VALPARAISO | Occupations allowing workers to conduct home energy audits, repair machines to improve their efficiency and install devices to generate power from renewable sources are a critical part of the jobs landscape in Northwest Indiana, workforce training advocates said Tuesday.
But representatives from the Center of Workforce Innovations and the Institute for Career Development also said people of all ages may need to improve their science, technology and math skills to be able to work in these positions.
The Center of Workforce Innovations and the Merrillville-based Institute for Career Development released "The Greening of Northwest Indiana" report Tuesday to analyze the importance of "green" jobs in Lake, Porter, LaPorte, Newton, Jasper, Starke and Pulaski counties. The Institute for Career Development commissioned the report and funded it under a nearly $4.7 million grant it received in 2010 from the U.S. Department of Labor.
Nearly 63,500 of Northwest Indiana's workers are employed in what was defined as "high-value greening occupations." The 55 occupations, which include maintenance and repair workers and truck drivers, perform tasks that are important to the region's green economy.
The CWI then analyzed professions that have a high potential for growth in Northwest Indiana and pay wages about the region's median level. Three of the top occupations identified were operating engineers and construction equipment operators, electricians, and property, real estate and community association managers.
Roy Vanderford, director of strategic solutions at the Center of Workforce Innovations, said the different skills people are able to learn in training programs have broader applications to in the region's workforce. He said the learning of principles in conservation and other fields, or "greening," will help people improve their employability in the future.
"As much as anything, we were looking for hope," Vanderford said, speaking to media at the Center of Workforce Innovations offices.

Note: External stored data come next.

impl TableFinder {
    /// Construct a finder over the page's raw edges and words.
    ///
    /// Returns [`PdfError::ValidationError`] if any tolerance or threshold
    /// in `settings` is negative.
    pub fn new(edges: Vec<Edge>, words: Vec<Word>, bbox: BBox, settings: TableSettings) -> Result<Self, PdfError> {
        settings.validate()?;
        Ok(Self { edges, words, bbox, settings, page_index: 0 })
    }

    /// Set the page index stamped onto every [`Table`] this finder produces.
    pub fn with_page_index(mut self, page_index: usize) -> Self {
        self.page_index = page_index;
        self
    }

    /// The raw edges this finder was constructed with.
    pub fn edges(&self) -> &[Edge] {
        &self.edges
    }

    /// The settings this finder was constructed with.
    pub fn settings(&self) -> &TableSettings {
        &self.settings
    }

    fn axis_edges(&self, strategy: Strategy, orientation: Orientation) -> Vec<Edge> {
        match strategy {
            Strategy::Explicit => {
                let explicit = self.settings.explicit_lines.clone().unwrap_or_default();
                explicit_lines_to_edges(&explicit, &self.bbox)
                    .into_iter()
                    .filter(|e| e.orientation == orientation)
                    .collect()
            }
            Strategy::Text => words_to_edges_stream(
                &self.words,
                self.settings.min_words_vertical,
                self.settings.min_words_horizontal,
            )
            .into_iter()
            .filter(|e| e.orientation == orientation)
            .collect(),
            Strategy::Lines => self
                .edges
                .iter()
                .filter(|e| e.orientation == orientation)
                .cloned()
                .collect(),
            Strategy::LinesStrict => self
                .edges
                .iter()
                .filter(|e| {
                    e.orientation == orientation
                        && matches!(
                            e.source,
                            EdgeSource::Line
                                | EdgeSource::RectTop
                                | EdgeSource::RectBottom
                                | EdgeSource::RectLeft
                                | EdgeSource::RectRight
                        )
                })
                .cloned()
                .collect(),
        }
    }

    /// Run the full pipeline and return every table found.
    pub fn find_tables(&self) -> Vec<Table> {
        let mut h_edges = self.axis_edges(self.settings.horizontal_strategy, Orientation::Horizontal);
        let mut v_edges = self.axis_edges(self.settings.vertical_strategy, Orientation::Vertical);

        // Prefilter: drop stray marks before snapping/joining canonicalizes the grid.
        let prefilter_len = self.settings.edge_min_length_prefilter;
        h_edges.retain(|e| (e.x1 - e.x0).abs() >= prefilter_len);
        v_edges.retain(|e| (e.bottom - e.top).abs() >= prefilter_len);

        let combined: Vec<Edge> = h_edges.into_iter().chain(v_edges).collect();
        let combined = snap_edges(&combined, self.settings.snap_x(), self.settings.snap_y());

        let h: Vec<Edge> = combined
            .iter()
            .filter(|e| e.orientation == Orientation::Horizontal)
            .cloned()
            .collect();
        let v: Vec<Edge> = combined
            .iter()
            .filter(|e| e.orientation == Orientation::Vertical)
            .cloned()
            .collect();

        let mut h = join_edge_group(&h, Orientation::Horizontal, self.settings.join_x());
        let mut v = join_edge_group(&v, Orientation::Vertical, self.settings.join_y());

        // Postfilter: re-check length now that collinear segments have been merged.
        let min_len = self.settings.edge_min_length;
        h.retain(|e| (e.x1 - e.x0).abs() >= min_len);
        v.retain(|e| (e.bottom - e.top).abs() >= min_len);

        let intersections = edges_to_intersections(&h, &v, self.settings.intersection_x(), self.settings.intersection_y());
        let cells = intersections_to_cells(&intersections, &h, &v, self.settings.intersection_x(), self.settings.intersection_y());
        let cells = extract_text_for_cells(
            &cells,
            &self.words,
            self.settings.text_x_tolerance,
            self.settings.text_y_tolerance,
            self.settings.need_strip,
        );

        let mut tables = cells_to_tables(&cells);
        tables.retain(|t| {
            (self.settings.include_single_cell || t.cells.len() > 1)
                && t.rows.len() >= self.settings.min_rows
                && t.columns.len() >= self.settings.min_columns
        });
        for table in &mut tables {
            table.text_extracted = !self.words.is_empty();
            table.page_index = self.page_index;
        }
        tables
    }
}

The report also highlighted the "green" investments and practices of the city of Lake Station, the Porter County Career and Technical Center and businesses such as Fair Oaks Farms and SunRise Solar.
The Institute for Career Development used its grant to train about 1,200 members of the United Steelworkers and laid off workers in Indiana, New York, Ohio and Pennsylvania in various programs, said Sean Hayden, senior program specialist and communications director.
The grant helped the institute expand its "green" curriculum and helped some participants start energy auditing businesses and earn certifications in wastewater handling operations. Created in 1989, the institute is a work force training program that operates as a result of negotiated benefit between the union and companies.
"We feel the program has been very successful," said Jerry Evans, executive director of the Institute for Career Development.
The grant was part of nearly $100 million made available under the American Recovery and Reinvestment Act.